Beads of water are trickling down her temples. Her eyeshadow is creasing into gluey lines on her lids; her hair sitting in wisps around her forehead. But her pupils are sharp, unwavering, fixated on her immediate line-of-sight. She contracts her fist and runs her tongue over her teeth.

‘3, 2, 1…’ 

Punch. Right on target.

Hanging over the red ropes of a boxing ring in a Camden basement, as assistants fuss around, spraying mist to top-up her glisten, Rita Ora is concentrating on one thing: getting that shot. If it seems like she’s done this a thousand times before, it’s because she has. The pop star, actress, TV personality and tabloid magnet is one of the most recognisable, omnipresent faces in UK pop culture.
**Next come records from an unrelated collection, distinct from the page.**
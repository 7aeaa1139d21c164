//! Storage module for persisting crawl results
//!
//! This module handles all database operations for the crawler, including:
//! - SQLite database initialization and schema management
//! - Insert-if-absent persistence of car records keyed by canonical URL
//! - Run tracking with per-run totals

mod schema;
mod sqlite;
mod traits;

pub use sqlite::{init_database, SqliteStorage};
pub use traits::{Storage, StorageError, StorageResult};

use chrono::{DateTime, Utc};
use std::path::Path;

/// Initializes or opens a storage database
///
/// # Arguments
///
/// * `path` - Path to the SQLite database file
///
/// # Returns
///
/// * `Ok(SqliteStorage)` - Successfully initialized storage
/// * `Err(StorageError)` - Failed to initialize storage
pub fn open_storage(path: &Path) -> StorageResult<SqliteStorage> {
    SqliteStorage::new(path)
}

/// One advertisement as extracted from the site
///
/// Only `url` is guaranteed; every other field is best effort. Missing values
/// stay `None` rather than being replaced by a placeholder, except `title`
/// (`"Unknown"`) and `images_count` (0).
#[derive(Debug, Clone, PartialEq)]
pub struct CarRecord {
    /// Canonical URL of the advertisement, the uniqueness key
    pub url: String,
    pub title: String,
    pub price_usd: Option<f64>,
    /// Odometer reading in kilometres
    pub odometer: Option<u32>,
    /// Seller display name
    pub username: Option<String>,
    /// Phone in `+38...` form
    pub phone_number: Option<String>,
    pub image_url: Option<String>,
    pub images_count: u32,
    /// Licence plate as printed on the page
    pub car_number: Option<String>,
    pub car_vin: Option<String>,
    /// When the record was first created; never updated afterwards
    pub datetime_found: DateTime<Utc>,
}

impl CarRecord {
    pub const UNKNOWN_TITLE: &'static str = "Unknown";

    /// Creates an empty record for `url`, stamped with the current time
    pub fn new(url: impl Into<String>) -> Self {
        Self {
            url: url.into(),
            title: Self::UNKNOWN_TITLE.to_string(),
            price_usd: None,
            odometer: None,
            username: None,
            phone_number: None,
            image_url: None,
            images_count: 0,
            car_number: None,
            car_vin: None,
            datetime_found: Utc::now(),
        }
    }
}

/// Represents a crawl run
#[derive(Debug, Clone)]
pub struct RunRecord {
    pub id: i64,
    pub started_at: String,
    pub finished_at: Option<String>,
    pub config_hash: String,
    pub status: RunStatus,
    pub pages_processed: u32,
    pub items_processed: u32,
    pub records_saved: u32,
    pub items_failed: u32,
    pub abort_reason: Option<String>,
}

/// Totals written when a run finishes
#[derive(Debug, Clone, Default, PartialEq, Eq)]
pub struct RunTotals {
    pub pages_processed: u32,
    pub items_processed: u32,
    pub records_saved: u32,
    pub items_failed: u32,
    pub abort_reason: Option<String>,
}

/// Status of a crawl run
#[derive(Debug, Clone, Copy, PartialEq, Eq)]
pub enum RunStatus {
    Running,
    Completed,
    Aborted,
    Cancelled,
}

impl RunStatus {
    pub fn to_db_string(&self) -> &'static str {
        match self {
            Self::Running => "running",
            Self::Completed => "completed",
            Self::Aborted => "aborted",
            Self::Cancelled => "cancelled",
        }
    }

    pub fn from_db_string(s: &str) -> Option<Self> {
        match s {
            "running" => Some(Self::Running),
            "completed" => Some(Self::Completed),
            "aborted" => Some(Self::Aborted),
            "cancelled" => Some(Self::Cancelled),
            _ => None,
        }
    }
}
In other words: she’s a pro.

Rita Ora up close
Photograph: Jess Hand for Time Out

Rita Ora has 16.2 million Instagram followers, has racked up more than 10 billion music streams, collaborated with high street fashion giant Primark and launched her own tequila brand. She has three albums, with another in the works. She holds the record for the highest number of top 10 singles for a British female artist, is a judge on ITV’s The Masked Singer, is a front-row regular at fashion weeks and has been to the Met Gala a sweet 10 times. And, as demonstrated by her jogging on the spot as our photographer fiddles with the camera lens, she’s certainly not used to sitting still. 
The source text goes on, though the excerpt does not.